In the ELSE clause of the CASE ( equivalent to default: ) I want to select and return an empty result set, thus avoiding to throw an SQL error by not handling the ELSE case, and instead return an empty result set as if a regular query would have returned no rows.
So far I've managed to do so using something like:
Select NULL From users Where False
But I have to name an existing table, like 'users' in this example.
It works, but I would prefer a way that doesn't break if eventually the table name used is renamed or dropped.

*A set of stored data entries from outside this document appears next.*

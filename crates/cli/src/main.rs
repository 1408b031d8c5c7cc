//! PixelPunk CLI - content store and management tools.
//!
//! # Usage
//!
//! ```bash
//! # Push the built-in default dataset into an empty content store
//! px-cli content seed
//!
//! # Print the merged site content as JSON
//! px-cli content show
//!
//! # Wipe the store and restore the defaults (destructive)
//! px-cli content reset --yes
//!
//! # Generate an argon2 hash for PIXELPUNK_ADMIN_PASSWORD_HASH
//! px-cli admin hash-password -p 'the-operator-password'
//! ```
//!
//! # Commands
//!
//! - `content seed` - Seed an empty content store with the defaults
//! - `content show` - Print the merged content snapshot
//! - `content reset` - Reset the store to the defaults
//! - `admin hash-password` - Hash an operator password for the environment

#![cfg_attr(not(test), forbid(unsafe_code))]

use clap::{Parser, Subcommand};

mod commands;

#[derive(Parser)]
#[command(name = "px-cli")]
#[command(author, version, about = "PixelPunk Archive CLI tools")]
struct Cli {
    #[command(subcommand)]
    command: Commands,
}

#[derive(Subcommand)]
enum Commands {
    /// Inspect and manage the content store
    Content {
        #[command(subcommand)]
        action: ContentAction,
    },
    /// Admin gate tooling
    Admin {
        #[command(subcommand)]
        action: AdminAction,
    },
}

#[derive(Subcommand)]
enum ContentAction {
    /// Seed an empty content store with the built-in defaults
    Seed,
    /// Print the merged site content as JSON
    Show,
    /// Wipe every edit and restore the built-in defaults
    Reset {
        /// Confirm the destructive reset
        #[arg(long)]
        yes: bool,
    },
}

#[derive(Subcommand)]
enum AdminAction {
    /// Hash an operator password for `PIXELPUNK_ADMIN_PASSWORD_HASH`
    HashPassword {
        /// The password to hash
        #[arg(short, long)]
        password: String,
    },
}

#[tokio::main]
async fn main() {
    // Initialize tracing
    tracing_subscriber::fmt::init();

    let cli = Cli::parse();

    let result: Result<(), Box<dyn std::error::Error>> = run(cli).await;

    if let Err(e) = result {
        tracing::error!("Command failed: {e}");
        std::process::exit(1);
    }
}

async fn run(cli: Cli) -> Result<(), Box<dyn std::error::Error>> {
    match cli.command {
        Commands::Content { action } => match action {
            ContentAction::Seed => commands::content::seed().await?,
            ContentAction::Show => commands::content::show().await?,
            ContentAction::Reset { yes } => commands::content::reset(yes).await?,
        },
        Commands::Admin { action } => match action {
            AdminAction::HashPassword { password } => {
                commands::admin::hash_password(&password)?;
            }
        },
    }
    Ok(())
}
//! Admin editor route handlers.
//!
//! Everything behind the operator gate: the content editor (hero, marquee,
//! FOMO pool, vault, archive), media uploads, concept generation, and the
//! destructive reset. Mutations go through the content facade and are
//! optimistic - the handlers redirect back to the dashboard immediately and
//! persistence failures surface only in the logs, exactly as the facade
//! documents.

use askama::Template;
use askama_web::WebTemplate;
use axum::{
    Form,
    extract::{Multipart, Path, State},
    response::{IntoResponse, Redirect, Response},
};
use serde::Deserialize;
use tower_sessions::Session;
use tracing::instrument;
use uuid::Uuid;

use pixelpunk_core::{
    ArchiveItem, ArchiveItemId, DisplayPrice, HeroContent, ItemStatus, Product, ProductId,
};

use crate::error::{AppError, Result};
use crate::filters;
use crate::middleware::RequireAdmin;
use crate::middleware::auth::{clear_admin, set_admin};
use crate::services::auth::{AuthError, verify_admin_password};
use crate::state::AppState;

// =============================================================================
// Templates
// =============================================================================

/// Login page template.
#[derive(Template, WebTemplate)]
#[template(path = "admin/login.html")]
pub struct AdminLoginTemplate {
    pub error: Option<String>,
}

/// Product row display data for the dashboard.
#[derive(Clone)]
pub struct AdminProductRow {
    pub id: String,
    pub name: String,
    pub price: String,
    pub status: String,
    pub category: String,
}

/// Archive row display data for the dashboard.
#[derive(Clone)]
pub struct AdminArchiveRow {
    pub id: String,
    pub title: String,
    pub date: String,
}

/// Dashboard template.
#[derive(Template, WebTemplate)]
#[template(path = "admin/dashboard.html")]
pub struct AdminDashboardTemplate {
    pub hero: HeroContent,
    pub marquee_text: String,
    pub fomo_text: String,
    pub products: Vec<AdminProductRow>,
    pub archive_items: Vec<AdminArchiveRow>,
    pub media_enabled: bool,
    pub curator_enabled: bool,
    pub loading: bool,
}

/// Upload result fragment template.
#[derive(Template, WebTemplate)]
#[template(path = "partials/admin_upload.html")]
pub struct UploadResultTemplate {
    pub secure_url: String,
    pub public_id: String,
}

/// Concept render fragment template.
#[derive(Template, WebTemplate)]
#[template(path = "partials/admin_concept.html")]
pub struct ConceptResultTemplate {
    pub data_uri: String,
}

// =============================================================================
// Forms
// =============================================================================

/// Login form data.
#[derive(Deserialize)]
pub struct LoginForm {
    pub password: String,
}

impl std::fmt::Debug for LoginForm {
    fn fmt(&self, f: &mut std::fmt::Formatter<'_>) -> std::fmt::Result {
        f.debug_struct("LoginForm")
            .field("password", &"[REDACTED]")
            .finish()
    }
}

/// Hero form data.
#[derive(Debug, Deserialize)]
pub struct HeroForm {
    pub slogan: String,
    pub title: String,
    pub subtitle: String,
}

/// Line-list form data (marquee, FOMO pool): one entry per line.
#[derive(Debug, Deserialize)]
pub struct LinesForm {
    pub lines: String,
}

impl LinesForm {
    fn entries(&self) -> Vec<String> {
        self.lines
            .lines()
            .map(str::trim)
            .filter(|line| !line.is_empty())
            .map(ToOwned::to_owned)
            .collect()
    }
}

/// Product upsert form data.
#[derive(Debug, Deserialize)]
pub struct ProductForm {
    /// Empty for a new piece; an id is assigned on save.
    #[serde(default)]
    pub id: String,
    pub name: String,
    pub price: String,
    pub status: String,
    pub category: String,
    pub image_url: String,
    pub provenance: String,
    /// One detail bullet per line.
    #[serde(default)]
    pub details: String,
    pub carbon_saved: String,
    pub era: String,
}

/// Archive entry upsert form data.
#[derive(Debug, Deserialize)]
pub struct ArchiveForm {
    #[serde(default)]
    pub id: String,
    pub title: String,
    pub image_url: String,
    pub description: String,
    pub date: String,
    /// Comma-separated tags.
    #[serde(default)]
    pub tags: String,
}

/// Reset confirmation form data.
#[derive(Debug, Deserialize)]
pub struct ResetForm {
    /// Must spell `RESET`; the dashboard makes the operator type it.
    pub confirm: String,
}

/// Concept generation form data.
#[derive(Debug, Deserialize)]
pub struct ConceptForm {
    pub prompt: String,
}

// =============================================================================
// Auth handlers
// =============================================================================

/// Display the login page.
#[instrument]
pub async fn login_page() -> impl IntoResponse {
    AdminLoginTemplate { error: None }
}

/// Verify the operator password and set the admin flag.
#[instrument(skip(state, session, form))]
pub async fn login(
    State(state): State<AppState>,
    session: Session,
    Form(form): Form<LoginForm>,
) -> Result<Response> {
    match verify_admin_password(&state.config().admin.password_hash, &form.password) {
        Ok(()) => {
            set_admin(&session).await?;
            tracing::info!("admin login");
            Ok(Redirect::to("/admin").into_response())
        }
        Err(AuthError::InvalidCredentials) => {
            tracing::warn!("admin login rejected");
            Ok(AdminLoginTemplate {
                error: Some("ACCESS DENIED. Invalid credentials.".to_string()),
            }
            .into_response())
        }
        Err(AuthError::InvalidHash(e)) => Err(AppError::Internal(e)),
    }
}

/// Clear the admin flag and return to the storefront.
#[instrument(skip(session))]
pub async fn logout(session: Session) -> Result<Response> {
    clear_admin(&session).await?;
    Ok(Redirect::to("/").into_response())
}

// =============================================================================
// Editor handlers
// =============================================================================

/// Display the editor dashboard.
#[instrument(skip(state))]
pub async fn dashboard(_admin: RequireAdmin, State(state): State<AppState>) -> impl IntoResponse {
    let content = state.content().content();

    AdminDashboardTemplate {
        hero: content.hero.clone(),
        marquee_text: content.marquee.join("\n"),
        fomo_text: content.fomo_messages.join("\n"),
        products: content
            .products
            .iter()
            .map(|p| AdminProductRow {
                id: p.id.to_string(),
                name: p.name.clone(),
                price: p.price.to_string(),
                status: p.status.to_string(),
                category: p.category.clone(),
            })
            .collect(),
        archive_items: content
            .archive_items
            .iter()
            .map(|i| AdminArchiveRow {
                id: i.id.to_string(),
                title: i.title.clone(),
                date: i.date.clone(),
            })
            .collect(),
        media_enabled: state.media().is_some(),
        curator_enabled: state.curator().is_some(),
        loading: state.content().is_loading(),
    }
}

/// Update the hero copy.
#[instrument(skip(state, form))]
pub async fn update_hero(
    _admin: RequireAdmin,
    State(state): State<AppState>,
    Form(form): Form<HeroForm>,
) -> Redirect {
    state
        .content()
        .update_hero(HeroContent {
            slogan: form.slogan,
            title: form.title,
            subtitle: form.subtitle,
        })
        .await;
    Redirect::to("/admin")
}

/// Update the marquee strings.
#[instrument(skip(state, form))]
pub async fn update_marquee(
    _admin: RequireAdmin,
    State(state): State<AppState>,
    Form(form): Form<LinesForm>,
) -> Redirect {
    state.content().update_marquee(form.entries()).await;
    Redirect::to("/admin")
}

/// Update the FOMO notification pool.
#[instrument(skip(state, form))]
pub async fn update_fomo(
    _admin: RequireAdmin,
    State(state): State<AppState>,
    Form(form): Form<LinesForm>,
) -> Redirect {
    state.content().update_fomo(form.entries()).await;
    Redirect::to("/admin")
}

/// Upsert a vault piece.
#[instrument(skip(state, form))]
pub async fn upsert_product(
    _admin: RequireAdmin,
    State(state): State<AppState>,
    Form(form): Form<ProductForm>,
) -> Result<Redirect> {
    let status = form
        .status
        .parse::<ItemStatus>()
        .map_err(AppError::BadRequest)?;

    let id = if form.id.trim().is_empty() {
        ProductId::new(generate_entry_id("PX"))
    } else {
        ProductId::new(form.id.trim())
    };

    let product = Product {
        id,
        name: form.name,
        price: DisplayPrice::new(form.price),
        status,
        category: form.category,
        image_url: form.image_url,
        provenance: form.provenance,
        details: form
            .details
            .lines()
            .map(str::trim)
            .filter(|line| !line.is_empty())
            .map(ToOwned::to_owned)
            .collect(),
        carbon_saved: form.carbon_saved,
        era: form.era,
    };

    state.content().upsert_product(product).await;
    Ok(Redirect::to("/admin"))
}

/// Delete a vault piece.
#[instrument(skip(state))]
pub async fn delete_product(
    _admin: RequireAdmin,
    State(state): State<AppState>,
    Path(id): Path<String>,
) -> Redirect {
    state.content().delete_product(&ProductId::new(id)).await;
    Redirect::to("/admin")
}

/// Upsert an archive entry.
#[instrument(skip(state, form))]
pub async fn upsert_archive_item(
    _admin: RequireAdmin,
    State(state): State<AppState>,
    Form(form): Form<ArchiveForm>,
) -> Redirect {
    let id = if form.id.trim().is_empty() {
        ArchiveItemId::new(generate_entry_id("arch"))
    } else {
        ArchiveItemId::new(form.id.trim())
    };

    let item = ArchiveItem {
        id,
        title: form.title,
        image_url: form.image_url,
        description: form.description,
        date: form.date,
        tags: form
            .tags
            .split(',')
            .map(str::trim)
            .filter(|tag| !tag.is_empty())
            .map(ToOwned::to_owned)
            .collect(),
    };

    state.content().upsert_archive_item(item).await;
    Redirect::to("/admin")
}

/// Delete an archive entry.
#[instrument(skip(state))]
pub async fn delete_archive_item(
    _admin: RequireAdmin,
    State(state): State<AppState>,
    Path(id): Path<String>,
) -> Redirect {
    state
        .content()
        .delete_archive_item(&ArchiveItemId::new(id))
        .await;
    Redirect::to("/admin")
}

/// Reset all site content to the built-in defaults.
///
/// Destructive; requires the operator to have typed the confirmation word.
#[instrument(skip(state, form))]
pub async fn reset(
    _admin: RequireAdmin,
    State(state): State<AppState>,
    Form(form): Form<ResetForm>,
) -> Result<Redirect> {
    if form.confirm.trim() != "RESET" {
        return Err(AppError::BadRequest(
            "type RESET to confirm wiping all content".to_string(),
        ));
    }
    state.content().reset_to_defaults().await;
    Ok(Redirect::to("/admin"))
}

/// Upload an asset to the media CDN (HTMX fragment).
#[instrument(skip(state, multipart))]
pub async fn upload_media(
    _admin: RequireAdmin,
    State(state): State<AppState>,
    mut multipart: Multipart,
) -> Result<Response> {
    let Some(media) = state.media() else {
        return Err(AppError::BadRequest(
            "media uploads are not configured".to_string(),
        ));
    };

    while let Some(field) = multipart
        .next_field()
        .await
        .map_err(|e| AppError::BadRequest(e.to_string()))?
    {
        if field.name() != Some("file") {
            continue;
        }

        let file_name = field.file_name().unwrap_or("upload").to_owned();
        let mime_type = field
            .content_type()
            .unwrap_or("application/octet-stream")
            .to_owned();
        let bytes = field
            .bytes()
            .await
            .map_err(|e| AppError::BadRequest(e.to_string()))?;

        let upload = media.upload(&file_name, &mime_type, bytes.to_vec()).await?;

        return Ok(UploadResultTemplate {
            secure_url: upload.secure_url,
            public_id: upload.public_id,
        }
        .into_response());
    }

    Err(AppError::BadRequest("no file field in upload".to_string()))
}

/// Generate an editorial concept render (HTMX fragment).
#[instrument(skip(state, form))]
pub async fn generate_concept(
    _admin: RequireAdmin,
    State(state): State<AppState>,
    Form(form): Form<ConceptForm>,
) -> Result<Response> {
    let Some(curator) = state.curator() else {
        return Err(AppError::BadRequest(
            "the curator is not configured".to_string(),
        ));
    };

    let data_uri = curator.generate_concept(&form.prompt).await?;
    Ok(ConceptResultTemplate { data_uri }.into_response())
}

/// Mint an entry id: a prefix plus a short random suffix.
fn generate_entry_id(prefix: &str) -> String {
    let raw = Uuid::new_v4().simple().to_string();
    let suffix = raw.get(..6).unwrap_or("000000").to_uppercase();
    format!("{prefix}-{suffix}")
}

#[cfg(test)]
mod tests {
    use super::*;

    #[test]
    fn test_lines_form_splits_and_trims() {
        let form = LinesForm {
            lines: "first line\n  second line  \n\n\nthird".to_string(),
        };
        assert_eq!(
            form.entries(),
            vec![
                "first line".to_string(),
                "second line".to_string(),
                "third".to_string()
            ]
        );
    }

    #[test]
    fn test_generated_ids_carry_prefix() {
        let id = generate_entry_id("PX");
        assert!(id.starts_with("PX-"));
        assert_eq!(id.len(), "PX-".len() + 6);

        let other = generate_entry_id("PX");
        assert_ne!(id, other);
    }

    #[test]
    fn test_login_form_debug_redacts_password() {
        let form = LoginForm {
            password: "vault-operator-9".to_string(),
        };
        let debug_output = format!("{form:?}");
        assert!(debug_output.contains("[REDACTED]"));
        assert!(!debug_output.contains("vault-operator-9"));
    }
}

I've tried Select NULL Where False but it doesn't work.
Using Select NULL does not return an empty set, but one row with a column named NULL and with a NULL value.
There's a dummy-table in MySQL called 'dual', which you should be able to use.
select
1
from
dual
where
false
This will always give you an empty result.
This should work on most DBs, tested on Postgres and Netezza:
SELECT NULL LIMIT 0;
T-SQL (MSSQL):
SELECT Top 0 1;
How about
SELECT * FROM (SELECT 1) AS TBL WHERE 2=3
Checked in myphp, and it also works in sqlite and probably in any other db engine.
This will probably work across all databases.
SELECT * FROM (SELECT NULL AS col0) AS inner0 WHERE col0 IS NOT NULL;
SELECT TOP 0 * FROM [dbo].[TableName]
This is a reasonable approach to constant scan operator.
SELECT NULL WHERE FALSE;
it works in postgresql ,mysql, subquery in mysql.
How about this?
SELECT 'MyName' AS EmptyColumn
FROM dual
WHERE 'Me' = 'Funny'
SELECT * FROM (SELECT NULL) WHERE 0
In PostgreSQL a simple
SELECT;
works. You won't even get any columns labeled 'unknown'.
Note however, it still says 1 row retrieved.